Ghana takes small arms case to UN

Accra, Oct. 27, GNA – Ms Martha Ama Pobee, Ghana’s Permanent Representative to the United Nations, has noted that the proliferation of Small Arms and Light Weapons (SALW) remains a major threat to stability and security worldwide.

Ambassador Pobee pointed out that in West Africa for example, illicitly acquired conventional weapons have fueled the rise in terrorism and other forms of armed violence, transnational organized crime, corruption and drugs menace.

The negative impact of their circulation and trafficking in Africa continues to pose serious humanitarian and socio-economic challenges in many parts of the continent, she said.

Ms Pobee said this during the First Committee Thematic Debate on Conventional Weapons at the United Nations (UN) headquarters in New York.

She noted that the devastating impact on women and children is a global indication to compel the world to urgently address these security problems.

‘To this end, Ghana hoped that the continuing engagement and concerted efforts at national, regional and global levels will lead to significant achievements in the fight against the proliferation of SALW.

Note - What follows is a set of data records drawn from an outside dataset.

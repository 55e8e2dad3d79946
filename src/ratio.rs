use serde::Serialize;

/// One blend weight on a grid axis, with its display label.
#[derive(Debug, Clone, Copy, PartialEq, Serialize)]
pub struct Ratio {
  pub value: f32,
  pub label: &'static str,
}

impl Ratio {
  pub const fn new(value: f32, label: &'static str) -> Self { Ratio { value, label } }
}

/// Weights between CA (0) and CB (1).
pub const COLUMNS: &[Ratio] = &[
  Ratio::new(0.0, "CA"),
  Ratio::new(1.0 / 3.0, "CA:CB 2:1"),
  Ratio::new(0.5, "CA:CB 1:1"),
  Ratio::new(2.0 / 3.0, "CA:CB 1:2"),
  Ratio::new(1.0, "CB"),
];

const RATIO_ROWS: &[Ratio] = &[
  Ratio::new(0.0, "0:1"),
  Ratio::new(0.25, "1:3"),
  Ratio::new(1.0 / 3.0, "1:2"),
  Ratio::new(0.5, "1:1"),
  Ratio::new(2.0 / 3.0, "2:1"),
  Ratio::new(0.75, "3:1"),
];

const PERCENTAGE_ROWS: &[Ratio] = &[
  Ratio::new(0.0, "100%"),
  Ratio::new(0.25, "75%"),
  Ratio::new(0.5, "50%"),
  Ratio::new(0.75, "25%"),
  Ratio::new(0.95, "5%"),
];

/// Which row table a grid uses. The two variants weight rows differently and are never
/// merged.
#[derive(Debug, Clone, Copy, Default, PartialEq, Eq, Hash, Serialize, clap::ValueEnum)]
#[serde(rename_all = "lowercase")]
pub enum RowScale {
  /// Rows labeled as CC:base ratios, with the preset selector.
  #[default]
  Ratio,
  /// Rows labeled by how much of the base mix remains. No presets.
  Percentage,
}

impl RowScale {
  pub const fn rows(self) -> &'static [Ratio] {
    match self {
      RowScale::Ratio => RATIO_ROWS,
      RowScale::Percentage => PERCENTAGE_ROWS,
    }
  }

  pub const fn has_presets(self) -> bool { matches!(self, RowScale::Ratio) }

  pub const fn toggled(self) -> Self {
    match self {
      RowScale::Ratio => RowScale::Percentage,
      RowScale::Percentage => RowScale::Ratio,
    }
  }
}

#[cfg(test)]
mod tests {
  use super::*;

  #[test]
  fn table_sizes() {
    assert_eq!(COLUMNS.len(), 5);
    assert_eq!(RowScale::Ratio.rows().len(), 6);
    assert_eq!(RowScale::Percentage.rows().len(), 5);
  }

  #[test]
  fn weights_stay_in_unit_range_and_ascend() {
    for table in [COLUMNS, RowScale::Ratio.rows(), RowScale::Percentage.rows()] {
      assert!(table.iter().all(|r| (0.0..=1.0).contains(&r.value)));
      assert!(table.windows(2).all(|w| w[0].value < w[1].value));
    }
  }

  #[test]
  fn variants_keep_distinct_semantics() {
    let ratio: Vec<_> = RowScale::Ratio.rows().iter().map(|r| r.label).collect();
    let percentage: Vec<_> = RowScale::Percentage.rows().iter().map(|r| r.label).collect();
    assert_eq!(ratio, ["0:1", "1:3", "1:2", "1:1", "2:1", "3:1"]);
    assert_eq!(percentage, ["100%", "75%", "50%", "25%", "5%"]);
    assert_eq!(RowScale::Percentage.rows()[4].value, 0.95);
  }

  #[test]
  fn only_ratio_rows_offer_presets() {
    assert!(RowScale::Ratio.has_presets());
    assert!(!RowScale::Percentage.has_presets());
    assert_eq!(RowScale::Ratio.toggled(), RowScale::Percentage);
    assert_eq!(RowScale::Percentage.toggled().toggled(), RowScale::Percentage);
  }
}
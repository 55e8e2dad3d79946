use color::{ColorSpace, HueDirection, Oklab, OpaqueColor, Srgb};
use serde::Serialize;

/// A perceptual interpolation primitive.
///
/// Channels are on the `0..=255` scale and may be fractional. `t = 0` is `a` and `t = 1` is
/// `b`. Implementations must be pure: the compositor relies on identical inputs producing
/// identical cells.
pub trait Mixer {
  fn lerp(&self, a: [f32; 3], b: [f32; 3], t: f32) -> Option<[f32; 3]>;

  /// Blends RGB through [`Mixer::lerp`] and alpha linearly.
  fn lerp_rgba(&self, from: [f32; 4], to: [f32; 4], t: f32) -> Option<[f32; 4]> {
    let [r, g, b] = self.lerp([from[0], from[1], from[2]], [to[0], to[1], to[2]], t)?;
    let a = from[3] + (to[3] - from[3]) * t;
    a.is_finite().then_some([r, g, b, a])
  }
}

impl<M: Mixer + ?Sized> Mixer for &M {
  fn lerp(&self, a: [f32; 3], b: [f32; 3], t: f32) -> Option<[f32; 3]> { (**self).lerp(a, b, t) }
}

/// The interpolation models available to the compositor.
#[derive(Debug, Clone, Copy, Default, PartialEq, Eq, Hash, Serialize, clap::ValueEnum)]
#[serde(rename_all = "lowercase")]
pub enum Blend {
  /// Pigment mixing through the Kubelka-Munk based latent space of `mixbox`.
  #[default]
  Pigment,
  /// Straight interpolation in Oklab.
  Oklab,
  /// Naive per-channel interpolation in gamma-encoded sRGB.
  Srgb,
}

impl Blend {
  /// The following blend, wrapping around.
  pub const fn next(self) -> Self {
    match self {
      Blend::Pigment => Blend::Oklab,
      Blend::Oklab => Blend::Srgb,
      Blend::Srgb => Blend::Pigment,
    }
  }
}

impl Mixer for Blend {
  fn lerp(&self, a: [f32; 3], b: [f32; 3], t: f32) -> Option<[f32; 3]> {
    if !t.is_finite() || !a.iter().chain(&b).all(|c| c.is_finite()) {
      return None;
    }

    match self {
      Blend::Pigment => {
        let mixed = mixbox::lerp(&to_rgb8(a), &to_rgb8(b), t);
        Some(mixed.map(f32::from))
      }
      Blend::Oklab => Some(lerp_in::<Oklab>(a, b, t)),
      Blend::Srgb => Some(lerp_in::<Srgb>(a, b, t)),
    }
  }
}

fn lerp_in<CS: ColorSpace>(a: [f32; 3], b: [f32; 3], t: f32) -> [f32; 3] {
  let from = OpaqueColor::<Srgb>::new(a.map(|c| c / 255.0)).convert::<CS>();
  let to = OpaqueColor::<Srgb>::new(b.map(|c| c / 255.0)).convert::<CS>();

  from.lerp(to, t, HueDirection::Shorter).convert::<Srgb>().components.map(|c| c * 255.0)
}

fn to_rgb8(channels: [f32; 3]) -> [u8; 3] { channels.map(|c| c.round().clamp(0.0, 255.0) as u8) }

#[cfg(test)]
mod tests {
  use super::*;

  const ALL: [Blend; 3] = [Blend::Pigment, Blend::Oklab, Blend::Srgb];

  fn close(a: [f32; 3], b: [f32; 3], tolerance: f32) -> bool {
    a.iter().zip(&b).all(|(x, y)| (x - y).abs() <= tolerance)
  }

  #[test]
  fn endpoints_reproduce_inputs() {
    let a = [204.0, 153.0, 51.0];
    let b = [227.0, 0.0, 34.0];
    for blend in ALL {
      assert!(close(blend.lerp(a, b, 0.0).unwrap(), a, 1.0), "{blend:?} at t=0");
      assert!(close(blend.lerp(a, b, 1.0).unwrap(), b, 1.0), "{blend:?} at t=1");
    }
  }

  #[test]
  fn srgb_is_channel_average() {
    let mid = Blend::Srgb.lerp([0.0, 100.0, 255.0], [255.0, 100.0, 0.0], 0.5).unwrap();
    assert!(close(mid, [127.5, 100.0, 127.5], 1e-3));
  }

  #[test]
  fn non_finite_input_is_absent() {
    for blend in ALL {
      assert_eq!(blend.lerp([0.0; 3], [255.0; 3], f32::NAN), None);
      assert_eq!(blend.lerp([f32::INFINITY, 0.0, 0.0], [255.0; 3], 0.5), None);
    }
  }

  #[test]
  fn deterministic() {
    let a = [0.0, 49.0, 83.0];
    let b = [72.0, 60.0, 50.0];
    for blend in ALL {
      assert_eq!(blend.lerp(a, b, 0.4), blend.lerp(a, b, 0.4));
    }
  }

  #[test]
  fn pigment_blue_and_yellow_make_green() {
    let [r, g, b] = Blend::Pigment.lerp([0.0, 33.0, 133.0], [252.0, 211.0, 0.0], 0.5).unwrap();
    assert!(g > r && g > b, "expected a green, got {r} {g} {b}");
  }

  #[test]
  fn rgba_interpolates_alpha_linearly() {
    let mixed = Blend::Srgb.lerp_rgba([0.0, 0.0, 0.0, 1.0], [255.0, 255.0, 255.0, 0.0], 0.25);
    let [r, g, b, a] = mixed.unwrap();
    assert!(close([r, g, b], [63.75; 3], 1e-3));
    assert!((a - 0.75).abs() < 1e-6);
  }

  #[test]
  fn next_cycles_all_blends() {
    assert_eq!(Blend::Pigment.next().next().next(), Blend::Pigment);
    assert_eq!(ALL.map(Blend::next), [Blend::Oklab, Blend::Srgb, Blend::Pigment]);
  }

  #[test]
  fn borrowed_mixer_delegates() {
    let blend = &Blend::Oklab;
    let a = [10.0, 20.0, 30.0];
    assert_eq!(Mixer::lerp(&blend, a, a, 0.5), Blend::Oklab.lerp(a, a, 0.5));
  }
}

‘In this regard, we would urge the international community to pursue discussions already begun, on forging synergies and complementary ties between the ECOWAS Convention on SALW, the Arms Trade and Treaty and the United Nations Programme of Action with a view to their effective implementation in West Africa,” she noted.

Ms Pobee reiterated Ghana’s appeal made to arms -producing countries to ensure that the supply of SALW is limited only to authorized governments and entities.

‘We cannot but belabour the point that illicit transfer of these weapons to non-state actors continues to pose a grave threat to the peace and security of many countries in Africa,’ she noted.

She urged Member States to take necessary action towards the implementation of Goal 16.4 of the Sustainable Development Goals, which calls for the significant reduction of illicit SALW trafficking by 2030.

Whilst reminding them that posterity will not forgive them if they fail to meet that goal, Ambassador Pobee asked for a fundamental review of the nexus between disarmament and development and the current excessive global military spending in favour of meeting SDGs One and Two to end poverty, hunger and inequality.